┌──

use rand::Rng;
use rand::seq::SliceRandom;

use wrep_core::{ColorWheel, Trial, WHEEL_SIZE};

use crate::config::ExperimentConfig;
use crate::generate::{draw_color_indices, draw_locations};

/// Builds one trial of `set_size` items: separated hue indices, their
/// literal colors, one independent wheel rotation per item, and the
/// jittered ring layout. Everything random is drawn here; the trial never
/// changes afterwards.
pub fn build_trial<R: Rng>(
    rng: &mut R,
    wheel: &ColorWheel,
    config: &ExperimentConfig,
    set_size: usize,
) -> Trial {
    let color_indices = draw_color_indices(rng, set_size, config.min_color_dist);
    let color_values = color_indices.iter().map(|&index| wheel.color(index)).collect();
    let wheel_rotations = (0..set_size)
        .map(|_| rng.random_range(0..WHEEL_SIZE))
        .collect();
    let locations = draw_locations(rng, set_size, config.distance_from_fixation);
    Trial {
        set_size,
        color_indices,
        color_values,
        wheel_rotations,
        locations,
    }
}

/// Builds one block: `trials_per_set_size` trials for every configured set
/// size, shuffled into a single presentation order so set sizes interleave
/// unpredictably.
pub fn build_block<R: Rng>(
    rng: &mut R,
    wheel: &ColorWheel,
    config: &ExperimentConfig,
) -> Vec<Trial> {
    let mut trials = Vec::with_capacity(config.trials_per_block());
    for &set_size in &config.set_sizes {
        for _ in 0..config.trials_per_set_size {
            trials.push(build_trial(rng, wheel, config, set_size));
        }
    }
    trials.shuffle(rng);
    trials
}
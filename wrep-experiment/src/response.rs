use thiserror::Error;

use wrep_core::{BACKGROUND, ItemResponse, Rgb, Stage};
use wrep_timing::Timer;

/// The participant hit the quit control. The whole run aborts, not just
/// the current trial.
#[derive(Debug, Error, Clone, Copy, PartialEq, Eq)]
#[error("run cancelled by the participant")]
pub struct Cancelled;

/// One wheel as the response phase sees it: where it sits and how its ring
/// is rotated. Index in the target vector is the item it answers for.
#[derive(Debug, Clone, Copy, PartialEq)]
pub struct WheelTarget {
    pub position: (f32, f32),
    pub rotation: u16,
}

/// Everything one polled tick feeds into the transition.
#[derive(Debug, Clone, Copy, PartialEq)]
pub struct EngineTick {
    /// Pointer position, visual-angle coordinates.
    pub position: (f32, f32),
    /// True only on the tick the button went down. The driver derives this
    /// edge from raw held state; a button held across ticks commits once.
    pub press_edge: bool,
    /// Seconds since the response phase opened, as of the press transition.
    pub press_time: f64,
    /// Color under the pointer, `None` when the pointer is off the surface.
    pub sampled: Option<Rgb>,
}

/// What one tick decided, telling the driver what to draw next.
#[derive(Debug, Clone, Copy, PartialEq)]
pub enum TickOutcome {
    /// Background or nothing under the pointer, or no pending wheel close
    /// enough. Nothing changes.
    NoTarget,
    /// A pending wheel is under the pointer: preview the sampled color on
    /// its disc, commit nothing.
    Hover { item: usize, color: Rgb },
    /// A press resolved this item.
    Resolved { item: usize },
}

/// Sequential selection over a trial's response wheels.
///
/// One engine serves one trial. Every wheel starts pending; each press
/// while hovering a pending wheel resolves that wheel with the color under
/// the pointer, and the phase is over when none remain. A resolved wheel
/// disappears and never competes for the pointer again, so a click can
/// never answer twice.
///
/// All state lives here and changes only in [`ResponseEngine::step`],
/// which takes plain tick data instead of a display. Tests drive the
/// transition with synthetic ticks; [`ResponseEngine::run`] is the thin
/// polling driver that feeds it from a live [`Stage`].
pub struct ResponseEngine {
    targets: Vec<WheelTarget>,
    /// Indices into `targets` still awaiting a press, in item order.
    pending: Vec<usize>,
    responses: Vec<ItemResponse>,
    next_click: u16,
    hit_radius: f32,
}

impl ResponseEngine {
    pub fn new(targets: Vec<WheelTarget>, hit_radius: f32) -> Self {
        let pending = (0..targets.len()).collect();
        let responses = targets.iter().map(|_| ItemResponse::unanswered()).collect();
        Self {
            targets,
            pending,
            responses,
            next_click: 1,
            hit_radius,
        }
    }

    /// Pending wheels in item order.
    pub fn pending(&self) -> impl Iterator<Item = (usize, WheelTarget)> + '_ {
        self.pending.iter().map(|&item| (item, self.targets[item]))
    }

    pub fn is_complete(&self) -> bool {
        self.pending.is_empty()
    }

    /// Responses collected so far, indexed by item.
    pub fn responses(&self) -> &[ItemResponse] {
        &self.responses
    }

    pub fn into_responses(self) -> Vec<ItemResponse> {
        self.responses
    }

    /// Advances the machine by one polled tick.
    ///
    /// The sampled color is the gate: the background gray means the pointer
    /// is between wheels, so it can neither preview nor commit. Otherwise
    /// the nearest pending wheel within the hit radius takes the tick; ties
    /// at exactly equal distance go to the lower item index.
    pub fn step(&mut self, tick: EngineTick) -> TickOutcome {
        let color = match tick.sampled {
            Some(color) if color != BACKGROUND => color,
            _ => return TickOutcome::NoTarget,
        };

        let mut nearest: Option<(usize, f32)> = None;
        for &item in &self.pending {
            let (x, y) = self.targets[item].position;
            let distance =
                ((x - tick.position.0).powi(2) + (y - tick.position.1).powi(2)).sqrt();
            if nearest.is_none_or(|(_, best)| distance < best) {
                nearest = Some((item, distance));
            }
        }
        let Some((item, distance)) = nearest else {
            return TickOutcome::NoTarget;
        };
        if distance >= self.hit_radius {
            return TickOutcome::NoTarget;
        }

        if !tick.press_edge {
            return TickOutcome::Hover { item, color };
        }

        self.responses[item] = ItemResponse {
            color: Some(color),
            rt: Some(tick.press_time),
            click_order: self.next_click,
        };
        self.next_click += 1;
        self.pending.retain(|&pending| pending != item);
        TickOutcome::Resolved { item }
    }

    /// Polls a live stage until every wheel is resolved.
    ///
    /// Draws the pending wheels, then loops: check for cancellation, sample
    /// the pointer, derive the press edge, feed one tick through the
    /// transition, redraw. Returns the full response vector; the only way
    /// out with unresolved items is cancellation.
    pub fn run<S, T>(
        mut self,
        stage: &mut S,
        timer: &T,
        stim_size: f32,
    ) -> Result<Vec<ItemResponse>, Cancelled>
    where
        S: Stage,
        T: Timer<Timestamp = u64>,
    {
        let opened = timer.now();
        let mut was_pressed = false;

        self.render(stage, stim_size, None);
        loop {
            if stage.cancel_requested() {
                return Err(Cancelled);
            }

            let pointer = stage.pointer();
            let press_edge = pointer.pressed && !was_pressed;
            was_pressed = pointer.pressed;

            let tick = EngineTick {
                position: pointer.position,
                press_edge,
                press_time: seconds_between(opened, pointer.timestamp),
                sampled: stage.sample_color(pointer.position),
            };
            let outcome = self.step(tick);

            if self.is_complete() {
                return Ok(self.responses);
            }

            let preview = match outcome {
                TickOutcome::Hover { item, color } => {
                    Some((self.targets[item].position, color))
                }
                _ => None,
            };
            self.render(stage, stim_size, preview);
        }
    }

    /// One frame of the response screen: the optional preview disc first,
    /// then every pending wheel over it.
    fn render<S: Stage>(
        &self,
        stage: &mut S,
        stim_size: f32,
        preview: Option<((f32, f32), Rgb)>,
    ) {
        if let Some((at, color)) = preview {
            stage.draw_circle(at, stim_size / 2.0, color);
        }
        for (_, target) in self.pending() {
            stage.draw_wheel(target.position, stim_size, target.rotation);
        }
        stage.present();
    }
}

fn seconds_between(opened: u64, at: u64) -> f64 {
    at.saturating_sub(opened) as f64 / 1e9
}
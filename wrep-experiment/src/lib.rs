pub mod builder;
pub mod config;
pub mod generate;
pub mod response;
pub mod session;

pub use builder::{build_block, build_trial};
pub use config::{ConfigError, ExperimentConfig};
pub use response::{Cancelled, EngineTick, ResponseEngine, TickOutcome, WheelTarget};
pub use session::{Session, SessionError};
use crate::color::Rgb;

/// Pointer state as sampled once per response-loop tick.
#[derive(Debug, Clone, Copy, PartialEq)]
pub struct PointerSample {
    /// Pointer position in visual-angle coordinates relative to fixation.
    pub position: (f32, f32),
    /// Raw button state this tick. Held, not an edge; the response loop
    /// derives press transitions itself.
    pub pressed: bool,
    /// Nanosecond timestamp of the latest button transition, on the same
    /// clock as the session timer.
    pub timestamp: u64,
}

/// The display and input seam, the only thing trials know about whatever
/// windowing toolkit hosts them.
///
/// Implementations own the screen mapping: positions handed in are in
/// visual-angle coordinates relative to a centered fixation, and pointer
/// samples come back in the same space. `present` flips everything drawn
/// since the previous flip and leaves the next frame cleared to the
/// [`BACKGROUND`](crate::color::BACKGROUND) gray, so presenting with
/// nothing drawn shows a blank screen.
pub trait Stage {
    /// Queues a filled disc.
    fn draw_circle(&mut self, at: (f32, f32), radius: f32, color: Rgb);

    /// Queues a response wheel annulus with its ring rotated by `rotation`
    /// hue steps.
    fn draw_wheel(&mut self, at: (f32, f32), radius: f32, rotation: u16);

    /// Flips the queued frame onto the screen.
    fn present(&mut self);

    /// Samples the pointer.
    fn pointer(&mut self) -> PointerSample;

    /// Color of the presented frame at a point, `None` when the point maps
    /// off the drawable surface.
    fn sample_color(&mut self, at: (f32, f32)) -> Option<Rgb>;

    /// True once the participant has asked to abort the whole run.
    fn cancel_requested(&mut self) -> bool;
}
pub mod color;
pub mod record;
pub mod ring;
pub mod score;
pub mod stage;
pub mod trial;
pub mod wheel;

pub use color::{BACKGROUND, Rgb};
pub use record::{RecordSink, TrialRecord};
pub use ring::{WHEEL_SIZE, circular_distance, signed_wheel_error};
pub use score::score_error;
pub use stage::{PointerSample, Stage};
pub use trial::{ItemResponse, Trial};
pub use wheel::{ColorWheel, WheelError};
use serde::{Deserialize, Serialize};
use thiserror::Error;

use crate::generate::LOCATION_JITTER;

/// A configuration the generators could not satisfy. Every variant is
/// checked up front so a bad value fails before a participant sits down,
/// not as a hang or a panic mid-block.
#[derive(Debug, Error, PartialEq, Eq)]
pub enum ConfigError {
    #[error("set_sizes must name at least one set size")]
    EmptySetSizes,
    #[error("set sizes must be at least 1")]
    ZeroSetSize,
    #[error("min_color_dist must be at least 1")]
    ZeroColorDist,
    #[error(
        "min_color_dist {min_color_dist} is too large to place {set_size} colors on the 360 wheel"
    )]
    InfeasibleColorDist { set_size: usize, min_color_dist: u16 },
    #[error("set size {0} spaces locations closer than twice the ±{LOCATION_JITTER} degree jitter, neighbors could land on top of each other")]
    CrowdedLocations(usize),
    #[error("trials_per_set_size must be at least 1")]
    ZeroTrialsPerSetSize,
    #[error("number_of_blocks must be at least 1")]
    ZeroBlocks,
    #[error("{0} must be a positive number")]
    NonPositive(&'static str),
    #[error("blank_time must not be negative")]
    NegativeBlankTime,
}

/// Everything one run needs to know, carrying the reference task's values
/// as defaults. Deserializes from a JSON object with any subset of the
/// fields; missing ones keep their default.
#[derive(Debug, Clone, Serialize, Deserialize)]
#[serde(default)]
pub struct ExperimentConfig {
    /// Simultaneous items per trial. Each entry gets the same number of
    /// trials per block.
    pub set_sizes: Vec<usize>,
    pub trials_per_set_size: usize,
    pub number_of_blocks: usize,
    /// Radius of the stimulus ring, visual-angle degrees from fixation.
    pub distance_from_fixation: f32,
    /// Stimulus disc radius, visual-angle degrees. Response wheels share
    /// this radius and the preview disc inside a wheel uses half of it.
    pub stim_size: f32,
    /// Smallest circular distance allowed between two colors of one trial.
    pub min_color_dist: u16,
    /// Seconds the stimulus array stays up.
    pub sample_time: f64,
    /// Seconds of blank screen before the array and again before the wheels.
    pub blank_time: f64,
    /// Pointer-to-wheel-center distance below which a wheel counts as
    /// under the pointer, visual-angle degrees.
    pub hit_radius: f32,
}

impl Default for ExperimentConfig {
    fn default() -> Self {
        Self {
            set_sizes: vec![1, 2, 4, 6],
            trials_per_set_size: 5,
            number_of_blocks: 2,
            distance_from_fixation: 6.0,
            stim_size: 1.5,
            min_color_dist: 25,
            sample_time: 2.0,
            blank_time: 1.0,
            hit_radius: 4.0,
        }
    }
}

impl ExperimentConfig {
    /// Checks every generator precondition.
    ///
    /// The color separation bound matters most. The color draw rejects
    /// candidates against the colors already accepted, so it must never be
    /// able to accept a prefix that leaves no legal candidate; requiring
    /// `2 * min_color_dist * (set_size - 1) < 360` keeps free arc on the
    /// wheel after every accepted color, which makes the draw terminate
    /// with probability one. The location bound likewise keeps jittered
    /// neighbors from swapping or colliding.
    pub fn validate(&self) -> Result<(), ConfigError> {
        if self.set_sizes.is_empty() {
            return Err(ConfigError::EmptySetSizes);
        }
        if self.min_color_dist == 0 {
            return Err(ConfigError::ZeroColorDist);
        }
        for &set_size in &self.set_sizes {
            if set_size == 0 {
                return Err(ConfigError::ZeroSetSize);
            }
            if 2 * self.min_color_dist as usize * (set_size - 1) >= 360 {
                return Err(ConfigError::InfeasibleColorDist {
                    set_size,
                    min_color_dist: self.min_color_dist,
                });
            }
            if 360.0 / set_size as f64 <= f64::from(2 * LOCATION_JITTER) {
                return Err(ConfigError::CrowdedLocations(set_size));
            }
        }
        if self.trials_per_set_size == 0 {
            return Err(ConfigError::ZeroTrialsPerSetSize);
        }
        if self.number_of_blocks == 0 {
            return Err(ConfigError::ZeroBlocks);
        }
        if !(self.distance_from_fixation > 0.0) {
            return Err(ConfigError::NonPositive("distance_from_fixation"));
        }
        if !(self.stim_size > 0.0) {
            return Err(ConfigError::NonPositive("stim_size"));
        }
        if !(self.sample_time > 0.0) {
            return Err(ConfigError::NonPositive("sample_time"));
        }
        if !(self.blank_time >= 0.0) {
            return Err(ConfigError::NegativeBlankTime);
        }
        if !(self.hit_radius > 0.0) {
            return Err(ConfigError::NonPositive("hit_radius"));
        }
        Ok(())
    }

    /// Trials in one block.
    pub fn trials_per_block(&self) -> usize {
        self.set_sizes.len() * self.trials_per_set_size
    }
}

└──

• _PROBLEM DETAILS_
Wherever a line of the entries holds the string "session", copy that line.

• _OUTPUT FOR THIS TASK_
pub mod session;
pub use session::{Session, SessionError};
    /// clock as the session timer.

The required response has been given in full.